New York City Mayor Michael Bloomberg has a charming edict for new mothers, said Steve Chapman in the Chicago Tribune. “Breast-feed or else.” Starting next month, his administration will begin requiring hospitals in the city to keep their infant formula locked away like medication. If a new mom asks, a nurse will dole out some liquid baby formula. But first the nurse must “deliver a grim lecture” on why breast is best, and record a medical reason for using formula. Who is Bloomberg to intrude in this very personal decision? said Gayle Tzemach Lemmon in TheAtlantic.com. “Women opt not to breast-feed for myriad reasons.” Some find it too painful, while others don’t produce enough milk. Those women are already made to feel like failures by breast-feeding zealots, who insist that nursing is “a mandatory prerequisite for ‘good’ parenthood.” By “treating Enfamil like a narcotic,” Bloomberg will only add to new mothers’ anxiety and guilt.

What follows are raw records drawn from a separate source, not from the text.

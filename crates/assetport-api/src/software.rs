//! Software installed on an imported asset

use std::collections::BTreeMap;
use std::net::IpAddr;

use chrono::{DateTime, Utc};
use serde::{Deserialize, Serialize};

use crate::asset::{AttributeValue, CustomAttributes, null_as_default};
use crate::error::ValidationError;
use crate::formats::check_cpe;
use crate::validate::{
    MAX_TEXT_LEN, Validate, check_custom_attributes, check_opt_len, lowercase,
};

/// A software package, identified by CPE-style components
#[derive(Debug, Clone, Default, PartialEq, Eq, Serialize, Deserialize)]
#[serde(rename_all = "camelCase")]
pub struct Software {
    /// Identifier unique within the asset
    #[serde(default, skip_serializing_if = "Option::is_none")]
    pub id: Option<String>,
    #[serde(default, skip_serializing_if = "Option::is_none")]
    pub installed_at: Option<DateTime<Utc>>,
    #[serde(default, skip_serializing_if = "Option::is_none")]
    pub installed_from: Option<String>,
    /// Size in bytes
    #[serde(default, skip_serializing_if = "Option::is_none")]
    pub installed_size: Option<u64>,
    /// Address of the service the software backs, if any
    #[serde(default, skip_serializing_if = "Option::is_none")]
    pub service_address: Option<IpAddr>,
    #[serde(default, skip_serializing_if = "Option::is_none")]
    pub service_port: Option<u16>,
    /// Transport protocol, stored lower-case
    #[serde(default, skip_serializing_if = "Option::is_none")]
    pub service_transport: Option<String>,
    #[serde(default, skip_serializing_if = "Option::is_none")]
    pub vendor: Option<String>,
    #[serde(default, skip_serializing_if = "Option::is_none")]
    pub product: Option<String>,
    #[serde(default, skip_serializing_if = "Option::is_none")]
    pub version: Option<String>,
    #[serde(default, skip_serializing_if = "Option::is_none")]
    pub update: Option<String>,
    #[serde(default, skip_serializing_if = "Option::is_none")]
    pub edition: Option<String>,
    #[serde(default, skip_serializing_if = "Option::is_none")]
    pub language: Option<String>,
    #[serde(default, skip_serializing_if = "Option::is_none")]
    pub sw_edition: Option<String>,
    #[serde(rename = "targetSW", default, skip_serializing_if = "Option::is_none")]
    pub target_sw: Option<String>,
    #[serde(rename = "targetHW", default, skip_serializing_if = "Option::is_none")]
    pub target_hw: Option<String>,
    #[serde(default, skip_serializing_if = "Option::is_none")]
    pub other: Option<String>,
    /// CPE 2.3 name, stored lower-case
    #[serde(default, skip_serializing_if = "Option::is_none")]
    pub cpe23: Option<String>,
    #[serde(
        default,
        deserialize_with = "null_as_default",
        skip_serializing_if = "BTreeMap::is_empty"
    )]
    pub custom_attributes: CustomAttributes,
}

impl Software {
    /// Create a software entry with only its identifier set
    pub fn new(id: impl Into<String>) -> Self {
        Self {
            id: Some(id.into()),
            ..Self::default()
        }
    }

    /// Set vendor, product and version
    #[must_use]
    pub fn with_product(
        mut self,
        vendor: impl Into<String>,
        product: impl Into<String>,
        version: impl Into<String>,
    ) -> Self {
        self.vendor = Some(vendor.into());
        self.product = Some(product.into());
        self.version = Some(version.into());
        self
    }

    /// Set the CPE 2.3 name
    #[must_use]
    pub fn with_cpe23(mut self, cpe: impl Into<String>) -> Self {
        self.cpe23 = Some(cpe.into());
        self
    }

    /// Set the service the software is listening on
    #[must_use]
    pub fn with_service(
        mut self,
        address: IpAddr,
        port: u16,
        transport: impl Into<String>,
    ) -> Self {
        self.service_address = Some(address);
        self.service_port = Some(port);
        self.service_transport = Some(transport.into());
        self
    }

    /// Set a custom attribute
    #[must_use]
    pub fn with_custom_attribute(
        mut self,
        key: impl Into<String>,
        value: impl Into<AttributeValue>,
    ) -> Self {
        self.custom_attributes
            .insert(key.into(), value.into().into_string());
        self
    }
}

impl Validate for Software {
    fn normalize(&mut self) {
        lowercase(&mut self.service_transport);
        lowercase(&mut self.cpe23);
    }

    fn validate(&self) -> Result<(), ValidationError> {
        let text_fields = [
            ("id", &self.id),
            ("installedFrom", &self.installed_from),
            ("serviceTransport", &self.service_transport),
            ("vendor", &self.vendor),
            ("product", &self.product),
            ("version", &self.version),
            ("update", &self.update),
            ("edition", &self.edition),
            ("language", &self.language),
            ("swEdition", &self.sw_edition),
            ("targetSW", &self.target_sw),
            ("targetHW", &self.target_hw),
            ("other", &self.other),
            ("cpe23", &self.cpe23),
        ];
        for (field, value) in text_fields {
            check_opt_len(field, value.as_ref(), MAX_TEXT_LEN)?;
        }
        if let Some(cpe) = &self.cpe23 {
            check_cpe("cpe23", cpe)?;
        }
        check_custom_attributes(&self.custom_attributes)
    }
}

#[cfg(test)]
mod tests {
    use super::*;

    #[test]
    fn test_normalize_lowercases_cpe_and_transport() {
        let sw = Software::new("s1")
            .with_cpe23("CPE:2.3:A:Vendor:Product:1.0")
            .with_service("10.0.0.1".parse().unwrap(), 443, "TCP")
            .validated()
            .unwrap();

        assert_eq!(sw.cpe23.as_deref(), Some("cpe:2.3:a:vendor:product:1.0"));
        assert_eq!(sw.service_transport.as_deref(), Some("tcp"));
    }

    #[test]
    fn test_invalid_cpe_rejected() {
        let err = Software::new("s1").with_cpe23("foo").validated().unwrap_err();
        assert_eq!(err.field(), Some("cpe23"));
    }

    #[test]
    fn test_service_address_accepts_either_ip_version() {
        let v4: Software = serde_json::from_str(r#"{"serviceAddress": "192.0.2.1"}"#).unwrap();
        let v6: Software = serde_json::from_str(r#"{"serviceAddress": "2001:db8::1"}"#).unwrap();
        assert!(v4.service_address.unwrap().is_ipv4());
        assert!(v6.service_address.unwrap().is_ipv6());

        assert!(serde_json::from_str::<Software>(r#"{"serviceAddress": "nope"}"#).is_err());
    }

    #[test]
    fn test_target_fields_use_upper_suffix() {
        let sw = Software {
            target_sw: Some("windows".into()),
            target_hw: Some("x64".into()),
            ..Software::default()
        };
        let value = serde_json::to_value(&sw).unwrap();
        assert_eq!(value["targetSW"], "windows");
        assert_eq!(value["targetHW"], "x64");
    }

    #[test]
    fn test_vendor_length_limit() {
        let sw = Software::new("s1").with_product("v".repeat(1025), "p", "1");
        assert!(sw.validate().is_err());
    }
}
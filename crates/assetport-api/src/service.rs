//! Network services exposed by an imported asset

use std::collections::BTreeMap;
use std::net::IpAddr;

use serde::{Deserialize, Serialize};

use crate::asset::{AttributeValue, CustomAttributes, null_as_default};
use crate::error::ValidationError;
use crate::validate::{
    MAX_TEXT_LEN, Validate, check_custom_attributes, check_opt_len, check_strings, lowercase,
};

/// Maximum number of protocols on a service
pub const MAX_PROTOCOLS: usize = 100;

#[derive(Debug, Clone, Default, PartialEq, Eq, Serialize, Deserialize)]
#[serde(rename_all = "camelCase")]
pub struct Service {
    #[serde(default, skip_serializing_if = "Option::is_none")]
    pub address: Option<IpAddr>,
    #[serde(default, skip_serializing_if = "Option::is_none")]
    pub port: Option<u16>,
    /// Transport protocol, stored lower-case
    #[serde(default, skip_serializing_if = "Option::is_none")]
    pub transport: Option<String>,
    /// Virtual host name the service answers for
    #[serde(default, skip_serializing_if = "Option::is_none")]
    pub vhost: Option<String>,
    /// Application protocols spoken, e.g. `http`, `tls`
    #[serde(
        default,
        deserialize_with = "null_as_default",
        skip_serializing_if = "Vec::is_empty"
    )]
    pub protocols: Vec<String>,
    #[serde(
        default,
        deserialize_with = "null_as_default",
        skip_serializing_if = "BTreeMap::is_empty"
    )]
    pub custom_attributes: CustomAttributes,
}

impl Service {
    pub fn new(address: IpAddr, port: u16, transport: impl Into<String>) -> Self {
        Self {
            address: Some(address),
            port: Some(port),
            transport: Some(transport.into()),
            ..Self::default()
        }
    }

    #[must_use]
    pub fn with_protocol(mut self, protocol: impl Into<String>) -> Self {
        self.protocols.push(protocol.into());
        self
    }

    #[must_use]
    pub fn with_vhost(mut self, vhost: impl Into<String>) -> Self {
        self.vhost = Some(vhost.into());
        self
    }

    /// Set a custom attribute
    #[must_use]
    pub fn with_custom_attribute(
        mut self,
        key: impl Into<String>,
        value: impl Into<AttributeValue>,
    ) -> Self {
        self.custom_attributes
            .insert(key.into(), value.into().into_string());
        self
    }
}

impl Validate for Service {
    fn normalize(&mut self) {
        lowercase(&mut self.transport);
    }

    fn validate(&self) -> Result<(), ValidationError> {
        check_opt_len("transport", self.transport.as_ref(), MAX_TEXT_LEN)?;
        check_opt_len("vhost", self.vhost.as_ref(), MAX_TEXT_LEN)?;
        check_strings("protocols", &self.protocols, MAX_PROTOCOLS, MAX_TEXT_LEN)?;
        check_custom_attributes(&self.custom_attributes)
    }
}
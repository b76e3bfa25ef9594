//! The import asset record and its network interfaces

use std::collections::BTreeMap;
use std::net::{Ipv4Addr, Ipv6Addr};

use chrono::{DateTime, Utc};
use serde::{Deserialize, Deserializer, Serialize};
use uuid::Uuid;

use crate::error::ValidationError;
use crate::formats::check_mac_address;
use crate::service::Service;
use crate::software::Software;
use crate::validate::{
    MAX_HOSTNAME_LEN, MAX_HOSTNAMES, MAX_IPV4_ADDRESSES, MAX_IPV6_ADDRESSES,
    MAX_NETWORK_INTERFACES, MAX_SERVICES, MAX_SOFTWARE, MAX_TAGS, MAX_TEXT_LEN,
    MAX_VULNERABILITIES, Validate, check_count, check_custom_attributes, check_len,
    check_opt_len, check_records, check_strings,
};
use crate::vulnerability::Vulnerability;

/// Flat string map of attributes not covered by the schema
pub type CustomAttributes = BTreeMap<String, String>;

// ============================================================================
// Custom attribute values
// ============================================================================

/// Single-value wrapper kept for callers written against the old attribute API
#[deprecated(note = "custom attribute values are plain strings; pass a String instead")]
#[derive(Debug, Clone, PartialEq, Eq, Serialize, Deserialize)]
#[serde(transparent)]
pub struct CustomAttribute(String);

#[allow(deprecated)]
impl CustomAttribute {
    /// Wrap a value, enforcing the attribute value length limit
    ///
    /// # Errors
    /// Returns an error if the value is longer than 1024 characters.
    pub fn new(value: impl Into<String>) -> Result<Self, ValidationError> {
        let value = value.into();
        check_len(
            "customAttribute",
            &value,
            crate::validate::MAX_ATTRIBUTE_VALUE_LEN,
        )?;
        Ok(Self(value))
    }

    /// The wrapped value
    #[must_use]
    pub fn as_str(&self) -> &str {
        &self.0
    }
}

/// A custom attribute value as accepted from callers
#[allow(deprecated)]
#[derive(Debug, Clone, PartialEq, Eq)]
pub enum AttributeValue {
    /// Plain string value
    Plain(String),
    /// Value wrapped in the deprecated [`CustomAttribute`] type
    Legacy(CustomAttribute),
}

#[allow(deprecated)]
impl AttributeValue {
    /// Unwrap into the plain string stored on records
    #[must_use]
    pub fn into_string(self) -> String {
        match self {
            AttributeValue::Plain(value) => value,
            AttributeValue::Legacy(wrapped) => wrapped.0,
        }
    }
}

impl From<String> for AttributeValue {
    fn from(value: String) -> Self {
        AttributeValue::Plain(value)
    }
}

impl From<&str> for AttributeValue {
    fn from(value: &str) -> Self {
        AttributeValue::Plain(value.to_string())
    }
}

#[allow(deprecated)]
impl From<CustomAttribute> for AttributeValue {
    fn from(value: CustomAttribute) -> Self {
        AttributeValue::Legacy(value)
    }
}

/// Collect caller-supplied attributes into the plain map stored on records
pub fn custom_attributes<I, K, V>(entries: I) -> CustomAttributes
where
    I: IntoIterator<Item = (K, V)>,
    K: Into<String>,
    V: Into<AttributeValue>,
{
    entries
        .into_iter()
        .map(|(k, v)| (k.into(), v.into().into_string()))
        .collect()
}

/// Treat an explicit JSON `null` like a missing field
pub(crate) fn null_as_default<'de, D, T>(deserializer: D) -> Result<T, D::Error>
where
    D: Deserializer<'de>,
    T: Default + Deserialize<'de>,
{
    Ok(Option::<T>::deserialize(deserializer)?.unwrap_or_default())
}

// ============================================================================
// Network interfaces
// ============================================================================

/// Network interface of an imported asset
#[derive(Debug, Clone, Default, PartialEq, Eq, Serialize, Deserialize)]
#[serde(rename_all = "camelCase")]
pub struct NetworkInterface {
    /// MAC/EUI-48 or EUI-64 address
    #[serde(default, skip_serializing_if = "Option::is_none")]
    pub mac_address: Option<String>,
    /// IPv4 addresses, most to least identifying
    #[serde(
        default,
        deserialize_with = "null_as_default",
        skip_serializing_if = "Vec::is_empty"
    )]
    pub ipv4_addresses: Vec<Ipv4Addr>,
    /// IPv6 addresses, most to least identifying
    #[serde(
        default,
        deserialize_with = "null_as_default",
        skip_serializing_if = "Vec::is_empty"
    )]
    pub ipv6_addresses: Vec<Ipv6Addr>,
}

impl NetworkInterface {
    /// Create an empty interface
    #[must_use]
    pub fn new() -> Self {
        Self::default()
    }

    /// Set the MAC address
    #[must_use]
    pub fn with_mac(mut self, mac: impl Into<String>) -> Self {
        self.mac_address = Some(mac.into());
        self
    }

    /// Add an IPv4 address
    #[must_use]
    pub fn with_ipv4(mut self, addr: Ipv4Addr) -> Self {
        self.ipv4_addresses.push(addr);
        self
    }

    /// Add an IPv6 address
    #[must_use]
    pub fn with_ipv6(mut self, addr: Ipv6Addr) -> Self {
        self.ipv6_addresses.push(addr);
        self
    }

    /// Parse address strings, sorting each into the IPv4 or IPv6 list
    ///
    /// # Errors
    /// Returns an error for the first string that is not an IP address.
    pub fn with_addresses<I, S>(mut self, addrs: I) -> Result<Self, ValidationError>
    where
        I: IntoIterator<Item = S>,
        S: AsRef<str>,
    {
        for addr in addrs {
            let addr = addr.as_ref();
            match addr.parse::<std::net::IpAddr>() {
                Ok(std::net::IpAddr::V4(v4)) => self.ipv4_addresses.push(v4),
                Ok(std::net::IpAddr::V6(v6)) => self.ipv6_addresses.push(v6),
                Err(_) => {
                    return Err(ValidationError::invalid_format(
                        "ipAddress",
                        addr,
                        "expected an IPv4 or IPv6 address",
                    ));
                }
            }
        }
        Ok(self)
    }
}

impl Validate for NetworkInterface {
    fn validate(&self) -> Result<(), ValidationError> {
        if let Some(mac) = &self.mac_address {
            check_mac_address("macAddress", mac)?;
        }
        check_count("ipv4Addresses", self.ipv4_addresses.len(), MAX_IPV4_ADDRESSES)?;
        check_count("ipv6Addresses", self.ipv6_addresses.len(), MAX_IPV6_ADDRESSES)?;
        Ok(())
    }
}

// ============================================================================
// Import asset
// ============================================================================

/// A custom asset to be created or merged by the platform after import
#[derive(Debug, Clone, Default, PartialEq, Serialize, Deserialize)]
#[serde(rename_all = "camelCase")]
pub struct ImportAsset {
    /// Identifier unique within the reporting integration
    pub id: String,
    /// Existing platform asset to force-merge onto, bypassing match heuristics
    #[serde(rename = "runZeroID", default, skip_serializing_if = "Option::is_none")]
    pub run_zero_id: Option<Uuid>,
    /// Networking configuration
    #[serde(
        default,
        deserialize_with = "null_as_default",
        skip_serializing_if = "Vec::is_empty"
    )]
    pub network_interfaces: Vec<NetworkInterface>,
    /// Short or fully-qualified hostnames
    #[serde(
        default,
        deserialize_with = "null_as_default",
        skip_serializing_if = "Vec::is_empty"
    )]
    pub hostnames: Vec<String>,
    /// Domain applied to hostnames that are not fully qualified
    #[serde(default, skip_serializing_if = "Option::is_none")]
    pub domain: Option<String>,
    /// Earliest time the integration saw the asset
    #[serde(rename = "firstSeenTS", default, skip_serializing_if = "Option::is_none")]
    pub first_seen_ts: Option<DateTime<Utc>>,
    /// Latest time the integration saw the asset
    #[serde(rename = "lastSeenTS", default, skip_serializing_if = "Option::is_none")]
    pub last_seen_ts: Option<DateTime<Utc>>,
    /// Operating system name
    #[serde(default, skip_serializing_if = "Option::is_none")]
    pub os: Option<String>,
    /// Operating system version
    #[serde(default, skip_serializing_if = "Option::is_none")]
    pub os_version: Option<String>,
    /// Hardware manufacturer
    #[serde(default, skip_serializing_if = "Option::is_none")]
    pub manufacturer: Option<String>,
    /// Hardware model
    #[serde(default, skip_serializing_if = "Option::is_none")]
    pub model: Option<String>,
    /// Free-form classifiers, `key=value` or bare labels
    #[serde(
        default,
        deserialize_with = "null_as_default",
        skip_serializing_if = "Vec::is_empty"
    )]
    pub tags: Vec<String>,
    /// Device type, e.g. `Desktop`
    #[serde(default, skip_serializing_if = "Option::is_none")]
    pub device_type: Option<String>,
    /// Attributes not described by the schema
    #[serde(
        default,
        deserialize_with = "null_as_default",
        skip_serializing_if = "BTreeMap::is_empty"
    )]
    pub custom_attributes: CustomAttributes,
    /// Installed software
    #[serde(
        default,
        deserialize_with = "null_as_default",
        skip_serializing_if = "Vec::is_empty"
    )]
    pub software: Vec<Software>,
    /// Known vulnerabilities
    #[serde(
        default,
        deserialize_with = "null_as_default",
        skip_serializing_if = "Vec::is_empty"
    )]
    pub vulnerabilities: Vec<Vulnerability>,
    /// Exposed services
    #[serde(
        default,
        deserialize_with = "null_as_default",
        skip_serializing_if = "Vec::is_empty"
    )]
    pub services: Vec<Service>,
}

impl ImportAsset {
    /// Create an asset with only its identifier set
    pub fn new(id: impl Into<String>) -> Self {
        Self {
            id: id.into(),
            ..Self::default()
        }
    }

    /// Force-merge onto an existing platform asset
    #[must_use]
    pub fn with_run_zero_id(mut self, id: Uuid) -> Self {
        self.run_zero_id = Some(id);
        self
    }

    /// Add a network interface
    #[must_use]
    pub fn with_network_interface(mut self, interface: NetworkInterface) -> Self {
        self.network_interfaces.push(interface);
        self
    }

    /// Add a hostname
    #[must_use]
    pub fn with_hostname(mut self, hostname: impl Into<String>) -> Self {
        self.hostnames.push(hostname.into());
        self
    }

    /// Set the domain
    #[must_use]
    pub fn with_domain(mut self, domain: impl Into<String>) -> Self {
        self.domain = Some(domain.into());
        self
    }

    /// Set the operating system name and version
    #[must_use]
    pub fn with_os(mut self, os: impl Into<String>, version: impl Into<String>) -> Self {
        self.os = Some(os.into());
        self.os_version = Some(version.into());
        self
    }

    /// Set the device type
    #[must_use]
    pub fn with_device_type(mut self, device_type: impl Into<String>) -> Self {
        self.device_type = Some(device_type.into());
        self
    }

    /// Add a tag
    #[must_use]
    pub fn with_tag(mut self, tag: impl Into<String>) -> Self {
        self.tags.push(tag.into());
        self
    }

    /// Set a custom attribute, accepting plain strings or the legacy wrapper
    #[must_use]
    pub fn with_custom_attribute(
        mut self,
        key: impl Into<String>,
        value: impl Into<AttributeValue>,
    ) -> Self {
        self.custom_attributes
            .insert(key.into(), value.into().into_string());
        self
    }

    /// Add a software entry
    #[must_use]
    pub fn with_software(mut self, software: Software) -> Self {
        self.software.push(software);
        self
    }

    /// Add a vulnerability
    #[must_use]
    pub fn with_vulnerability(mut self, vulnerability: Vulnerability) -> Self {
        self.vulnerabilities.push(vulnerability);
        self
    }

    /// Add a service
    #[must_use]
    pub fn with_service(mut self, service: Service) -> Self {
        self.services.push(service);
        self
    }
}

impl Validate for ImportAsset {
    fn normalize(&mut self) {
        self.software.iter_mut().for_each(Validate::normalize);
        self.vulnerabilities.iter_mut().for_each(Validate::normalize);
        self.services.iter_mut().for_each(Validate::normalize);
    }

    fn validate(&self) -> Result<(), ValidationError> {
        check_len("id", &self.id, MAX_TEXT_LEN)?;
        check_records(
            "networkInterfaces",
            &self.network_interfaces,
            MAX_NETWORK_INTERFACES,
        )?;
        check_strings("hostnames", &self.hostnames, MAX_HOSTNAMES, MAX_HOSTNAME_LEN)?;
        check_opt_len("domain", self.domain.as_ref(), MAX_HOSTNAME_LEN)?;
        check_opt_len("os", self.os.as_ref(), MAX_TEXT_LEN)?;
        check_opt_len("osVersion", self.os_version.as_ref(), MAX_TEXT_LEN)?;
        check_opt_len("manufacturer", self.manufacturer.as_ref(), MAX_TEXT_LEN)?;
        check_opt_len("model", self.model.as_ref(), MAX_TEXT_LEN)?;
        check_opt_len("deviceType", self.device_type.as_ref(), MAX_TEXT_LEN)?;
        check_strings("tags", &self.tags, MAX_TAGS, MAX_TEXT_LEN)?;
        check_custom_attributes(&self.custom_attributes)?;
        check_records("software", &self.software, MAX_SOFTWARE)?;
        check_records("vulnerabilities", &self.vulnerabilities, MAX_VULNERABILITIES)?;
        check_records("services", &self.services, MAX_SERVICES)?;
        Ok(())
    }
}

Breast-feeding is a legitimate public-health issue, said pediatrician Dr. Harvey Karp in the New York Daily News, and Bloomberg is right to encourage it. “Breast milk is extraordinarily complex,” filled with nutrients, antibodies, and other beneficial substances that aren’t present in formula. Studies have found that breast-feeding boosts a baby’s immune system and brain development, and reduces its risk of obesity later in life. But formula manufacturers spend millions of dollars every year promoting the misleading propaganda that “factory-made formula closely mirrors the nutritional content of breast milk.” Weary new moms can fall prey to that propaganda, said Bonnie Rochman in Time.com. When my sister-in-law recently gave birth via C-section, a nurse encouraged her to give her baby a bottle, and in her exhaustion and anxiety, she relented—even though she’d intended to breast-feed. “‘I was a new mom,’ she said. ‘I didn’t know what I was doing.’”
But what about the new moms who have to quickly return to work? said Hanna Rosin in Slate.com. In our country, most working women get only a few paid weeks after they give birth. Some get none. Millions of these women work out of economic necessity, and their labor is critical to the economy. So instead of treating infant formula like “poison,” we should recognize that it is a cornerstone of modern American capitalism, enabling women to be as productive as possible. “American employers are certainly not going to pay them to stay home and breast-feed.”